**WORK TASK**
A single number is the whole answer: how many lines in this listing contain "stats".

═══

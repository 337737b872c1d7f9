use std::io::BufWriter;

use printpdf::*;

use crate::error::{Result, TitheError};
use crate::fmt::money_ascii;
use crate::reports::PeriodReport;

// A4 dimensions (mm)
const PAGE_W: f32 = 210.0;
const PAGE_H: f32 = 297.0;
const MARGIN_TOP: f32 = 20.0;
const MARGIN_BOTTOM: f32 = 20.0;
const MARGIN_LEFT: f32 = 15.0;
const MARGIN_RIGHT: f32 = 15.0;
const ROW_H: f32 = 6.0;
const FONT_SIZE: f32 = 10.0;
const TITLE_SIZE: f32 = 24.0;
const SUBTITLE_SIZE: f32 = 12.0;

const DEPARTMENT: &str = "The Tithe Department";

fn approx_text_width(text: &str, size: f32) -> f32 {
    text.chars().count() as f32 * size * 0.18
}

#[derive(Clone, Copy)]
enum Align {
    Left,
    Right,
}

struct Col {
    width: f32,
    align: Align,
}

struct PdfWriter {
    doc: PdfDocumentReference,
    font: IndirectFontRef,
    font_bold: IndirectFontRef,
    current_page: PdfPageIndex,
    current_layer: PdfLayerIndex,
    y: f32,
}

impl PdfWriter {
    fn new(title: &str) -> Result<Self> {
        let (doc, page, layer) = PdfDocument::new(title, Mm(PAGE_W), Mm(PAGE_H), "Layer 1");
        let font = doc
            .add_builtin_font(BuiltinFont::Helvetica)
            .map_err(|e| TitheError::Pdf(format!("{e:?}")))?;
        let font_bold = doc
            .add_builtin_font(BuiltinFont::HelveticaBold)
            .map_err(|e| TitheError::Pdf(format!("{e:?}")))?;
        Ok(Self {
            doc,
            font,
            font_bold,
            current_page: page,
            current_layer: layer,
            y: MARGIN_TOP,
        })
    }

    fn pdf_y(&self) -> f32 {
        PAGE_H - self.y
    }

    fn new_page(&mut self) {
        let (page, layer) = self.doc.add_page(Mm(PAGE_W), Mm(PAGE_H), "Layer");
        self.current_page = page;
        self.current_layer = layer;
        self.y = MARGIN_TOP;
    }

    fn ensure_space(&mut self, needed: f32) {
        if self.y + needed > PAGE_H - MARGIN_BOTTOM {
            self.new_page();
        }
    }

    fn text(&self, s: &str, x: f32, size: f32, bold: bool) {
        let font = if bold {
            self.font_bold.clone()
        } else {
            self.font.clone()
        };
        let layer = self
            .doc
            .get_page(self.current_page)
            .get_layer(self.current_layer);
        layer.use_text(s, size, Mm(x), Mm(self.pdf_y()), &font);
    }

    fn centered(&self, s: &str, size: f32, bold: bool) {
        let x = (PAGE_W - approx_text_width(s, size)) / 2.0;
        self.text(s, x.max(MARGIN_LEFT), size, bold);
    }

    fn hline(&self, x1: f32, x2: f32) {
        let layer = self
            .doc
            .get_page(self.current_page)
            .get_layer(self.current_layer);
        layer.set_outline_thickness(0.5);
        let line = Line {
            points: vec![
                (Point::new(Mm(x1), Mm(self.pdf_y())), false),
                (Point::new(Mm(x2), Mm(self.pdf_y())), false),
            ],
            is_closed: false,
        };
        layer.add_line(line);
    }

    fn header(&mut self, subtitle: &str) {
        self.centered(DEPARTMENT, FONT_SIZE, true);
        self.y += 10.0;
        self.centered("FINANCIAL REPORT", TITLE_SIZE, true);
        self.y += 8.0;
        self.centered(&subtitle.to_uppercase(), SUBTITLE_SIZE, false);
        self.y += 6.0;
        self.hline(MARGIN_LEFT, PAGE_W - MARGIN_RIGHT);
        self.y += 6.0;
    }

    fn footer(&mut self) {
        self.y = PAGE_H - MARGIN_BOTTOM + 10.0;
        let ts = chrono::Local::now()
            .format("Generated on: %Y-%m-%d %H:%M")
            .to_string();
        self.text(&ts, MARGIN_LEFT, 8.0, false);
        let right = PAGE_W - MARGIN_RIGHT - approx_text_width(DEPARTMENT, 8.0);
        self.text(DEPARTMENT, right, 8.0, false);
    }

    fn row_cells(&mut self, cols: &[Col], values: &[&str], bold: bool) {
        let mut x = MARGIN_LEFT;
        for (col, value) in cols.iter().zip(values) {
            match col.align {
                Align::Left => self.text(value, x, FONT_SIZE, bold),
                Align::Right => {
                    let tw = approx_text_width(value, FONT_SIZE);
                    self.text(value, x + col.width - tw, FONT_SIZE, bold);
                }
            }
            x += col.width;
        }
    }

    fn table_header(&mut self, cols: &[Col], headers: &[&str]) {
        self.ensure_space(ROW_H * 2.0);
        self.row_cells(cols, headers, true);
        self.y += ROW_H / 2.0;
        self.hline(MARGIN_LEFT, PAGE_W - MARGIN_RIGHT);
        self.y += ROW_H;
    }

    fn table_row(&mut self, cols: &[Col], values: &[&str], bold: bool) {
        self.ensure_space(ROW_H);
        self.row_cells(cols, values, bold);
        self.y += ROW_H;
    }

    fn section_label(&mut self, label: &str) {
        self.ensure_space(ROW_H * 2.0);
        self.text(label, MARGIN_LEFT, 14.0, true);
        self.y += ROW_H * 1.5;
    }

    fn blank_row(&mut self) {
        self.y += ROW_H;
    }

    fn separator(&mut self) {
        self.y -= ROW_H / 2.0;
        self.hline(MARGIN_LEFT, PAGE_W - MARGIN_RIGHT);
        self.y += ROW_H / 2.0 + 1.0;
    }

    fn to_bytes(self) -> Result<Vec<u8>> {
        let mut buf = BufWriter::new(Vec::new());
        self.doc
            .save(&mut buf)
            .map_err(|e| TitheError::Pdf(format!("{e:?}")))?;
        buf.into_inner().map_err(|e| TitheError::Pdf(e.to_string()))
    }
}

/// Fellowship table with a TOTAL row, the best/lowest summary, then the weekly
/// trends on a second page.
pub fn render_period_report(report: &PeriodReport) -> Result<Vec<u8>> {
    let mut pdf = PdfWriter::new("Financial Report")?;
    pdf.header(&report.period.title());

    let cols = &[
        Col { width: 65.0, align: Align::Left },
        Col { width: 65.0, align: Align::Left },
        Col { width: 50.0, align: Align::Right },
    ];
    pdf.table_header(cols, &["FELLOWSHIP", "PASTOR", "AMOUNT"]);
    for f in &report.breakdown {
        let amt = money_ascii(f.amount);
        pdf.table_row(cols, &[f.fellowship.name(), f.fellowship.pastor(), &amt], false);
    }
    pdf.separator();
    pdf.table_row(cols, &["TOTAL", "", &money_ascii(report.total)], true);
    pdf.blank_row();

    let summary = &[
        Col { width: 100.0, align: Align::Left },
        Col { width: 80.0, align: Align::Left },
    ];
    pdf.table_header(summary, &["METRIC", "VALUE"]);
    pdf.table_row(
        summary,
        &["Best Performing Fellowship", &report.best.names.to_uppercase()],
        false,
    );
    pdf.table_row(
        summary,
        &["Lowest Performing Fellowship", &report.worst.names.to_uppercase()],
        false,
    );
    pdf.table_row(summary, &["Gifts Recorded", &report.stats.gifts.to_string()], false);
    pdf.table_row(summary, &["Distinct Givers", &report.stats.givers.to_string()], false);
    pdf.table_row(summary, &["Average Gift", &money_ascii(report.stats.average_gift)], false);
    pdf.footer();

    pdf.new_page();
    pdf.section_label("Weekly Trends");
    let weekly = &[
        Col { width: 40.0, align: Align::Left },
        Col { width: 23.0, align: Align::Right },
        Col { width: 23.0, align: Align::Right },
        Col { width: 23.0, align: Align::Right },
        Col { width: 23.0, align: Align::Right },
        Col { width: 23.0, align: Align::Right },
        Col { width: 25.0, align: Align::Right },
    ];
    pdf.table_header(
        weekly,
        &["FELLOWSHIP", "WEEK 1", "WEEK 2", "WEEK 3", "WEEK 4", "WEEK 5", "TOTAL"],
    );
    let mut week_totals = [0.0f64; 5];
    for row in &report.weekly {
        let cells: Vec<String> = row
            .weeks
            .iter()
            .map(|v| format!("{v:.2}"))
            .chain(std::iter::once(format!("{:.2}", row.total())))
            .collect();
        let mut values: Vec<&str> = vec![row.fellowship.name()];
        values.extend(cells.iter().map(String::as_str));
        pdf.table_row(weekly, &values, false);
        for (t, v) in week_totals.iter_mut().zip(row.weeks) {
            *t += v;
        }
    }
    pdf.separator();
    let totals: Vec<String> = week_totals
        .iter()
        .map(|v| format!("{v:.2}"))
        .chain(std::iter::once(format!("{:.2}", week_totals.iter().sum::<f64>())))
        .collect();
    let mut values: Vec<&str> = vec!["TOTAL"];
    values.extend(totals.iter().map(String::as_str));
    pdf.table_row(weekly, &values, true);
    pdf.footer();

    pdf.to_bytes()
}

═══

**RESPONSE**
3